• _DESCRIPTION OF THE TASK_:
Line count for "crate": tally the lines of the records below that contain it, and give only that number.

Segment Open

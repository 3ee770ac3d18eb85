//! Container classification
//!
//! Decides whether a container is observed and which record name it
//! occupies. Classification is a pure function of the descriptor: no
//! network calls, no state.

use crate::config::{ClassifierConfig, validate_domain_name};
use crate::traits::{ContainerDescriptor, fqdn};
use tracing::debug;

/// Result of classifying a container
#[derive(Debug, Clone, PartialEq, Eq)]
pub struct Classification {
    /// Whether the container should be registered
    pub in_scope: bool,
    /// Record name (with trailing dot), when one can be derived
    pub record_name: Option<String>,
}

impl Classification {
    fn observed(record_name: String) -> Self {
        Self {
            in_scope: true,
            record_name: Some(record_name),
        }
    }

    fn ignored(record_name: Option<String>) -> Self {
        Self {
            in_scope: false,
            record_name,
        }
    }
}

/// Classifies containers according to the configured convention
#[derive(Debug, Clone)]
pub struct Classifier {
    config: ClassifierConfig,
}

impl Classifier {
    /// Create a classifier from configuration
    pub fn new(config: ClassifierConfig) -> Self {
        Self { config }
    }

    /// The configuration this classifier applies
    pub fn config(&self) -> &ClassifierConfig {
        &self.config
    }

    /// Classify a container
    ///
    /// A missing identity label is never a match.
    pub fn classify(&self, descriptor: &ContainerDescriptor) -> Classification {
        match &self.config {
            ClassifierConfig::ContainerName {
                container,
                record_name,
            } => {
                let record_name = fqdn(record_name);
                let wanted = normalized_container_name(container);
                if normalized_container_name(&descriptor.name) == wanted {
                    Classification::observed(record_name)
                } else {
                    Classification::ignored(Some(record_name))
                }
            }
            ClassifierConfig::Label {
                label,
                suffix,
                domain,
            } => {
                let Some(value) = descriptor.labels.get(label) else {
                    return Classification::ignored(None);
                };
                let value = value.trim();
                if value.len() <= suffix.len() || !value.ends_with(suffix.as_str()) {
                    return Classification::ignored(None);
                }
                let record_name = format!(
                    "{}.{}",
                    value.to_ascii_lowercase(),
                    domain.trim_matches('.')
                );
                // Label text is untrusted; a value that cannot form a DNS name is skipped
                if let Err(e) = validate_domain_name(&record_name) {
                    debug!(
                        container_id = %descriptor.id,
                        value,
                        error = %e,
                        "Label value does not form a valid record name"
                    );
                    return Classification::ignored(None);
                }
                Classification::observed(fqdn(&record_name))
            }
        }
    }
}

/// Container names reported by the runtime start with a `/`
pub fn normalized_container_name(name: &str) -> String {
    if name.starts_with('/') {
        name.to_string()
    } else {
        format!("/{name}")
    }
}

Segment Closed

• _SOLUTION TO THE PROBLEM_:
2